#### Activity
Provide the number of lines of the records that include "bool", with no other content.

-------- Records shown

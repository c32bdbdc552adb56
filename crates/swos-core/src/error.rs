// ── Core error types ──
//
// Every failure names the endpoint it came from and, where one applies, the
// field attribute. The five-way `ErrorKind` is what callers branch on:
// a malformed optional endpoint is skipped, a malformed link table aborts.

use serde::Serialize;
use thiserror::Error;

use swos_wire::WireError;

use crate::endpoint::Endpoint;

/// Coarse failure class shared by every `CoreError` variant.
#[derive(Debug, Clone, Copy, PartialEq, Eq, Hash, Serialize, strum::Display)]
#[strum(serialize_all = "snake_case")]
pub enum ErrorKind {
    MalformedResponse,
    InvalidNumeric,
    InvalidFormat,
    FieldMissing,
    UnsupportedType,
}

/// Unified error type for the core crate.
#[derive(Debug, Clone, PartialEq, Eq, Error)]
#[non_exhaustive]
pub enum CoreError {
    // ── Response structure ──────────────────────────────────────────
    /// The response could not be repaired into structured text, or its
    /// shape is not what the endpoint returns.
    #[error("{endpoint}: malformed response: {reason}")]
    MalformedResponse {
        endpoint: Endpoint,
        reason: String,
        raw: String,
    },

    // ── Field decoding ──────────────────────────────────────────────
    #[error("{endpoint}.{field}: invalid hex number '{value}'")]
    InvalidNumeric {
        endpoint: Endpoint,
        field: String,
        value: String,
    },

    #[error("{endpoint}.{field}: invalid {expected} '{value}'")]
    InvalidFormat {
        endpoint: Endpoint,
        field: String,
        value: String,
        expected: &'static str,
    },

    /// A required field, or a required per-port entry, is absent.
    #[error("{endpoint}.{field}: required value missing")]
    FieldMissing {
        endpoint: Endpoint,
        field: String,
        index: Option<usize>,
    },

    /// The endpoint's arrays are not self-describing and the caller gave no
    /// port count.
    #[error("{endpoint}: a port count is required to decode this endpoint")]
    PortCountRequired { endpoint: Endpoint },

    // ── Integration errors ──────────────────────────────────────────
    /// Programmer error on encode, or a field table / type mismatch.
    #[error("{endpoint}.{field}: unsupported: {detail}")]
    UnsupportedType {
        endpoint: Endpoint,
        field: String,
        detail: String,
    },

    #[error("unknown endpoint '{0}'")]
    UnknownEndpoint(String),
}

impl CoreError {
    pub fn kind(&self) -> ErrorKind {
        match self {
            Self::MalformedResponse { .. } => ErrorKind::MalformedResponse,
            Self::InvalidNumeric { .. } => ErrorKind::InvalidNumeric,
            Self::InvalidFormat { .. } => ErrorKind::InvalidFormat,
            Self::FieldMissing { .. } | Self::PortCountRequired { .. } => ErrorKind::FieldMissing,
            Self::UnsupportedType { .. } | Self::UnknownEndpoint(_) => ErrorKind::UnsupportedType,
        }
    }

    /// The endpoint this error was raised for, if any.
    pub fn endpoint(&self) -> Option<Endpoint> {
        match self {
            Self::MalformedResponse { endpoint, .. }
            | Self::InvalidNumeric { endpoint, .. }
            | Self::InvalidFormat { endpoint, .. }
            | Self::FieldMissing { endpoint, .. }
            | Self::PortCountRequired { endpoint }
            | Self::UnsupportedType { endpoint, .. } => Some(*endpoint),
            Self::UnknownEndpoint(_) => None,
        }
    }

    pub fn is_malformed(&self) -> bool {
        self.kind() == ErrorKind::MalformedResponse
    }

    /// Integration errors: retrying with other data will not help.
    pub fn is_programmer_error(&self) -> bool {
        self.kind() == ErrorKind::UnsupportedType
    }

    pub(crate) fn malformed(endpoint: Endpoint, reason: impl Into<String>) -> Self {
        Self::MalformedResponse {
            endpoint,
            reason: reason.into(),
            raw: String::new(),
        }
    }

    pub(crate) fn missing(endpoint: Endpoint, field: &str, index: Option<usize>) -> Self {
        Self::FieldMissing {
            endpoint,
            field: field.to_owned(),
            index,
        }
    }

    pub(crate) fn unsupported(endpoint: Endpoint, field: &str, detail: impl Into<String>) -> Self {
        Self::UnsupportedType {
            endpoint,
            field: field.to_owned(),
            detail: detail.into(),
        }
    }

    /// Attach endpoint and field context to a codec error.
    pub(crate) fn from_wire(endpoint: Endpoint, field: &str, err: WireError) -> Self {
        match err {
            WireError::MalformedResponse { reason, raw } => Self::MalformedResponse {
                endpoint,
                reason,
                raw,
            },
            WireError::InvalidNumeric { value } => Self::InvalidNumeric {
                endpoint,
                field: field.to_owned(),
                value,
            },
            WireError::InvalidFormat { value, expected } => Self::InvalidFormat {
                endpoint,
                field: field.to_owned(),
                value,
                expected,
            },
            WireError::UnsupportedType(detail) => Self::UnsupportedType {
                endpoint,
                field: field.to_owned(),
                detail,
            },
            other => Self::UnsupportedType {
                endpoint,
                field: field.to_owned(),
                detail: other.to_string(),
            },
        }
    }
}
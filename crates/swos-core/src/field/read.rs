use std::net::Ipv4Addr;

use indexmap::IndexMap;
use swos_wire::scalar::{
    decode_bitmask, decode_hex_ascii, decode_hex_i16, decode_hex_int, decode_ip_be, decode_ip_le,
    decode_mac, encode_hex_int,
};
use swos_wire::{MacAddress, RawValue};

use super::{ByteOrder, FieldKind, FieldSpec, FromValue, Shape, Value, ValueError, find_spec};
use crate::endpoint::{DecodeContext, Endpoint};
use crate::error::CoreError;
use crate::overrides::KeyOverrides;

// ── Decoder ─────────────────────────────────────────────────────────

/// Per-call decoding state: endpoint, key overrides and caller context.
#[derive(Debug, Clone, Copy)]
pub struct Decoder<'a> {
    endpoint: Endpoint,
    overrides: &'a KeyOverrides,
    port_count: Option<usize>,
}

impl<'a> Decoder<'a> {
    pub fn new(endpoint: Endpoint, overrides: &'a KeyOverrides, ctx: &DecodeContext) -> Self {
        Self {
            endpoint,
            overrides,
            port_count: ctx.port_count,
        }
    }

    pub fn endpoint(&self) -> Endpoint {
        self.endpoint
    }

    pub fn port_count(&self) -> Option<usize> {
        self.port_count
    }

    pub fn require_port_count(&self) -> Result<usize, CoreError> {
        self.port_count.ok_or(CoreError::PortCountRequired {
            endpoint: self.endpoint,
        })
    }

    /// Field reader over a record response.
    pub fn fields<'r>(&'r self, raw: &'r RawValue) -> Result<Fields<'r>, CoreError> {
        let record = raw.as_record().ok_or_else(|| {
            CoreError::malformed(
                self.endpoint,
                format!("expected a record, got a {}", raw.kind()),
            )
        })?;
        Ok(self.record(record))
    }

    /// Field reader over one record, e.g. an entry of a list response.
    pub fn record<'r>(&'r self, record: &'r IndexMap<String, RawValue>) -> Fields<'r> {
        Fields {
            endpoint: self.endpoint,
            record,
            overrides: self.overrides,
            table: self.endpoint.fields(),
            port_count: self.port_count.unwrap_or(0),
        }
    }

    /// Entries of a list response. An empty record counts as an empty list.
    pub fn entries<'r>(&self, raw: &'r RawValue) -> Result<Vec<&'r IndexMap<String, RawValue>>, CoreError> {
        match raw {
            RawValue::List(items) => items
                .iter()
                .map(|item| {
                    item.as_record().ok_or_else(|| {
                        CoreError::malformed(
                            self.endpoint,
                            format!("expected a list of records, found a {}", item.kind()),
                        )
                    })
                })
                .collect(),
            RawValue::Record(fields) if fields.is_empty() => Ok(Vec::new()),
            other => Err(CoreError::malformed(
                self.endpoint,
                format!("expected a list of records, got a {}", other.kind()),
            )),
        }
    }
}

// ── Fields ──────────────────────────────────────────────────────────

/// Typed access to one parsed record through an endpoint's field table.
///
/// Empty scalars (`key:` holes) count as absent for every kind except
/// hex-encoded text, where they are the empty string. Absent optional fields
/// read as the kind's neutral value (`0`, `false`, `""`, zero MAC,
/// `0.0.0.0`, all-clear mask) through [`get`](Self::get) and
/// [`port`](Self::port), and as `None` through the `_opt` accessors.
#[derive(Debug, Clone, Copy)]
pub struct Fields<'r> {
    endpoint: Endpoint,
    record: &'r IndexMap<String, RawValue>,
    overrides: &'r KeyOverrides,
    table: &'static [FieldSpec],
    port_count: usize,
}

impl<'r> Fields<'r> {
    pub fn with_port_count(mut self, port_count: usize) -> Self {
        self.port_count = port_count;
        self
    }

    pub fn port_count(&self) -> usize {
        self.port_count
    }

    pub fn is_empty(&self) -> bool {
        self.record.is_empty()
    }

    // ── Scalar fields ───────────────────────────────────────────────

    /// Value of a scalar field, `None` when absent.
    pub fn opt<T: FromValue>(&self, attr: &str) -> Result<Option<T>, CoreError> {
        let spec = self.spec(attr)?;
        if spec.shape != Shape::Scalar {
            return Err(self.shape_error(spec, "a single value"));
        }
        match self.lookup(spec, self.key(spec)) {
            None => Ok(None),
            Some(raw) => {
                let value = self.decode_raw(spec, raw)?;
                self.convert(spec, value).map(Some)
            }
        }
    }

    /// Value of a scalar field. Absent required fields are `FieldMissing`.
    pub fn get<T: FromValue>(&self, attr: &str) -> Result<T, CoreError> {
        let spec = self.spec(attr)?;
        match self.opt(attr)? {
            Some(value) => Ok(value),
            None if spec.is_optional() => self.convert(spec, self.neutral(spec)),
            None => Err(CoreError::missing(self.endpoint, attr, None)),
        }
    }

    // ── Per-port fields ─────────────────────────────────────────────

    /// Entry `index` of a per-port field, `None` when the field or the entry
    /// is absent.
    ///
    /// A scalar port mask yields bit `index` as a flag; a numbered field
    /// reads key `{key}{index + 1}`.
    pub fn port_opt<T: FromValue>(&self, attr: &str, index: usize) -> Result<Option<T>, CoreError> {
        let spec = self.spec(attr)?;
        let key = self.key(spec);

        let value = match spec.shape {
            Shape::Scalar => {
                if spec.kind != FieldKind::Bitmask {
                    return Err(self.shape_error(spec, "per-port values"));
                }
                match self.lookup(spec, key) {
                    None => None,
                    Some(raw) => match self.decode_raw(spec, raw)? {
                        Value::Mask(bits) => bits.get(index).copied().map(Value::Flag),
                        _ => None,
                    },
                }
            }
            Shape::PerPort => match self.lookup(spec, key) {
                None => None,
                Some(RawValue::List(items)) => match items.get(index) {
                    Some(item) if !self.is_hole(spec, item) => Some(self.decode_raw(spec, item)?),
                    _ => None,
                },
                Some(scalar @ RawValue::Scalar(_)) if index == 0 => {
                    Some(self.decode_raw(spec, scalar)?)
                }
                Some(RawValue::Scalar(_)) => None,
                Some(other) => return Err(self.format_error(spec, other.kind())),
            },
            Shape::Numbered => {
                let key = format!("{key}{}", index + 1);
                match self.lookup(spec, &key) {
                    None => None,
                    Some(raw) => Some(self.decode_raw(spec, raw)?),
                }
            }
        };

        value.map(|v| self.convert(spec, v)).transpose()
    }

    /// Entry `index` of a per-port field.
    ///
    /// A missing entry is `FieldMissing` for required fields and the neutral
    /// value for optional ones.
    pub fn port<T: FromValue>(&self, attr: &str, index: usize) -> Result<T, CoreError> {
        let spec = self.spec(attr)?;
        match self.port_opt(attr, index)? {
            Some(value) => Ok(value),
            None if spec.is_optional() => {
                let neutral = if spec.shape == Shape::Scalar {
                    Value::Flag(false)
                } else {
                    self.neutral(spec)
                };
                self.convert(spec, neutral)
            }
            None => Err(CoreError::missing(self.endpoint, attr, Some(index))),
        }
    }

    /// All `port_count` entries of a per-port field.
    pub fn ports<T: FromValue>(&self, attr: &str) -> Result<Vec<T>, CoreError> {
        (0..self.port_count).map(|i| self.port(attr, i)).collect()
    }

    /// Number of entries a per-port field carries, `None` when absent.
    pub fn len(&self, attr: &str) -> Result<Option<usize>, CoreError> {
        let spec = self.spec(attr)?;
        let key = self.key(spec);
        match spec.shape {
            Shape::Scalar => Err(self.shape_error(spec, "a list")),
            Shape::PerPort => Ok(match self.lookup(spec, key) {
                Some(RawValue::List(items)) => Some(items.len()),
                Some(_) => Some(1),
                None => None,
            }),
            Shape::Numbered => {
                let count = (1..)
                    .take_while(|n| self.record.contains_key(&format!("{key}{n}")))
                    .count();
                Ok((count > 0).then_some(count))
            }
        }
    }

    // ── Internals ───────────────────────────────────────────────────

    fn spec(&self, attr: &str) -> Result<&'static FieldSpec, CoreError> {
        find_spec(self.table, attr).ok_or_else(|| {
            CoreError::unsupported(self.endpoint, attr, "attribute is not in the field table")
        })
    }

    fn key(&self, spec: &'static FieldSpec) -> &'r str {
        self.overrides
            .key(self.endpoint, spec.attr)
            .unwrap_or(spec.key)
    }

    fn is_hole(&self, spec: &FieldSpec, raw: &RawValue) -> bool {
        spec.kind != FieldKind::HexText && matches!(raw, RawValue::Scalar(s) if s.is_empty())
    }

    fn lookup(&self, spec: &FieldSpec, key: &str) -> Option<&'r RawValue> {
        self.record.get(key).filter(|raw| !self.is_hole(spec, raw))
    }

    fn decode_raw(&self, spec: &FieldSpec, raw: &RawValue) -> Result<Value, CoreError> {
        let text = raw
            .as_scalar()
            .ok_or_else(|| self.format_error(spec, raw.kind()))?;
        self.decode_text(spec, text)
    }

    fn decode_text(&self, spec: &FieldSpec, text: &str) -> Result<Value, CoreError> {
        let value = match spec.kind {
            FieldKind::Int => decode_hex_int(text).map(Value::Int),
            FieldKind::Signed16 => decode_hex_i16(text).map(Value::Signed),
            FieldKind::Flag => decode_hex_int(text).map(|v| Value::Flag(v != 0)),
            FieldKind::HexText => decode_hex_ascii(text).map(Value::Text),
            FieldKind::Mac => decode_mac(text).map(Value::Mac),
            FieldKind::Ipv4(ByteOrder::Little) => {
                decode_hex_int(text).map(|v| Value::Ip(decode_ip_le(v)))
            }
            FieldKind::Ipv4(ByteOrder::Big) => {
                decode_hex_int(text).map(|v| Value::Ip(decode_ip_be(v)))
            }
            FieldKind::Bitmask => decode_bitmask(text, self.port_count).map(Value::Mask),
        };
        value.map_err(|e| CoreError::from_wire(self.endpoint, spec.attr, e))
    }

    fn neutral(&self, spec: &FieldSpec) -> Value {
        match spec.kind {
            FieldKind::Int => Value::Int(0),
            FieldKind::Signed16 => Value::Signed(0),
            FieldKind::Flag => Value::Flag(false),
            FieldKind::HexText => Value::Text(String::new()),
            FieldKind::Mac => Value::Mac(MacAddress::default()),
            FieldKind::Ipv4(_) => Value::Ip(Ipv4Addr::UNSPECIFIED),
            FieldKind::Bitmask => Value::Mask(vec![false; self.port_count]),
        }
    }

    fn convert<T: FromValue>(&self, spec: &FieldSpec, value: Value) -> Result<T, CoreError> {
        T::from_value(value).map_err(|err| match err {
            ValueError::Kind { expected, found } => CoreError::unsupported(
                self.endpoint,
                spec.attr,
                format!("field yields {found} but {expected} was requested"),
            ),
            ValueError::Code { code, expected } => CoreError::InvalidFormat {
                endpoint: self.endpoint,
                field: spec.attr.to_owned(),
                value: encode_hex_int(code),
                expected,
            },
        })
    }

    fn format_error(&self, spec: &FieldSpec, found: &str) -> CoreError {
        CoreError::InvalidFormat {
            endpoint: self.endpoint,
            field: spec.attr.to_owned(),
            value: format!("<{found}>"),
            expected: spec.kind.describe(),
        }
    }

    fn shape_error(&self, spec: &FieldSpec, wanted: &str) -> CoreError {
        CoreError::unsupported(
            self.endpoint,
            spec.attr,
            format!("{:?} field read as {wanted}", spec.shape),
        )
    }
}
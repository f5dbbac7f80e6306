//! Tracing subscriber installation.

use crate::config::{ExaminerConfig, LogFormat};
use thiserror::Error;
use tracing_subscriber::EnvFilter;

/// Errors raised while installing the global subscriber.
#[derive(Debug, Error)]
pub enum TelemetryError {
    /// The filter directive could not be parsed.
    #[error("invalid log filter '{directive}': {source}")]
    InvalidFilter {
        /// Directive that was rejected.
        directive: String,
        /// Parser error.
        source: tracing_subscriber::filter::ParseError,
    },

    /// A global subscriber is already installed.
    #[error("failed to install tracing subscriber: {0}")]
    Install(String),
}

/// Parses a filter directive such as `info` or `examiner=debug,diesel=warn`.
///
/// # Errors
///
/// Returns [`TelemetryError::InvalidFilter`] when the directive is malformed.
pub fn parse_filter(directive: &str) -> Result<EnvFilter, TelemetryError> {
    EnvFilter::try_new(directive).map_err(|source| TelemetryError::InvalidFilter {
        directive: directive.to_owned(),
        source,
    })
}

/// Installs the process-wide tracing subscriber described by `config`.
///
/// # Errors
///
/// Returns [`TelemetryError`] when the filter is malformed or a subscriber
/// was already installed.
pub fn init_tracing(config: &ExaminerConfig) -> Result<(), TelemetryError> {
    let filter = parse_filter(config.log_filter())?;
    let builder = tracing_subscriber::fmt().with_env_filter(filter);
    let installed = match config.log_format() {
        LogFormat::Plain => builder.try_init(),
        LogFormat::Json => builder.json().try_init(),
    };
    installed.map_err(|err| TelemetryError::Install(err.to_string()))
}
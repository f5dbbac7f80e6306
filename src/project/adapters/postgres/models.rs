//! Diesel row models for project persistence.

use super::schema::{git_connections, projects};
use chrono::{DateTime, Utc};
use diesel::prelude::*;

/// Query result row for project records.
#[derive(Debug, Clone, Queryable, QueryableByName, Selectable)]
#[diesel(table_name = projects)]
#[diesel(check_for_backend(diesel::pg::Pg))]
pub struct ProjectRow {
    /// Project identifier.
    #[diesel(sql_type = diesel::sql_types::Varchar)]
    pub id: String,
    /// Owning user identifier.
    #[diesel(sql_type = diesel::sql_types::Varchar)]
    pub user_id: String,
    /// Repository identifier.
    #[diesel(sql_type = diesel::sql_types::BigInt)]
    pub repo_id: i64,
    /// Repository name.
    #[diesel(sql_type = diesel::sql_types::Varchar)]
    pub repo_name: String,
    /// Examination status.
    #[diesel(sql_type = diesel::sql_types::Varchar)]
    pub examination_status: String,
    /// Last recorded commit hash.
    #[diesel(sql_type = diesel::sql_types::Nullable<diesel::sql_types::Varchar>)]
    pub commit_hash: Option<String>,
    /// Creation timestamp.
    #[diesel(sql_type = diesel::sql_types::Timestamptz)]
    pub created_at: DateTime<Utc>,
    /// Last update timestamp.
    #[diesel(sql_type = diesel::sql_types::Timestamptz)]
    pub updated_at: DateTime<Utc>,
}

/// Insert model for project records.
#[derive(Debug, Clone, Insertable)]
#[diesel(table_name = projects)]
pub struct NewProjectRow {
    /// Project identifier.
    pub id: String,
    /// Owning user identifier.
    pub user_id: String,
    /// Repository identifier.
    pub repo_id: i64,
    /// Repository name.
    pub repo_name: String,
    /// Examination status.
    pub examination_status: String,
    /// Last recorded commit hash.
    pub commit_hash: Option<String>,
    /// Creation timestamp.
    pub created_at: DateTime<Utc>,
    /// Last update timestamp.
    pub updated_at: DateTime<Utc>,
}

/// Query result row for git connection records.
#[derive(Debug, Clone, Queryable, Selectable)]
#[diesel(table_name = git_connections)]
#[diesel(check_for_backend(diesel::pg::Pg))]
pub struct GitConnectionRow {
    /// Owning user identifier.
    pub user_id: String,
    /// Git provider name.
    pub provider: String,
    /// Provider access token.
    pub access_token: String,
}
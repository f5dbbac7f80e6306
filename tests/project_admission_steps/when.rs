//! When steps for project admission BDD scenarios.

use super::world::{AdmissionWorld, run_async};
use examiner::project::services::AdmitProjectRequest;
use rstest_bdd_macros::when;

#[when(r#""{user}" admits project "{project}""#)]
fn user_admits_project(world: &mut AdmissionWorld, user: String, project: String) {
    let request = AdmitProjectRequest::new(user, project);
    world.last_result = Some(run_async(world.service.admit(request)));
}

----------------

#### Solution to this problem
4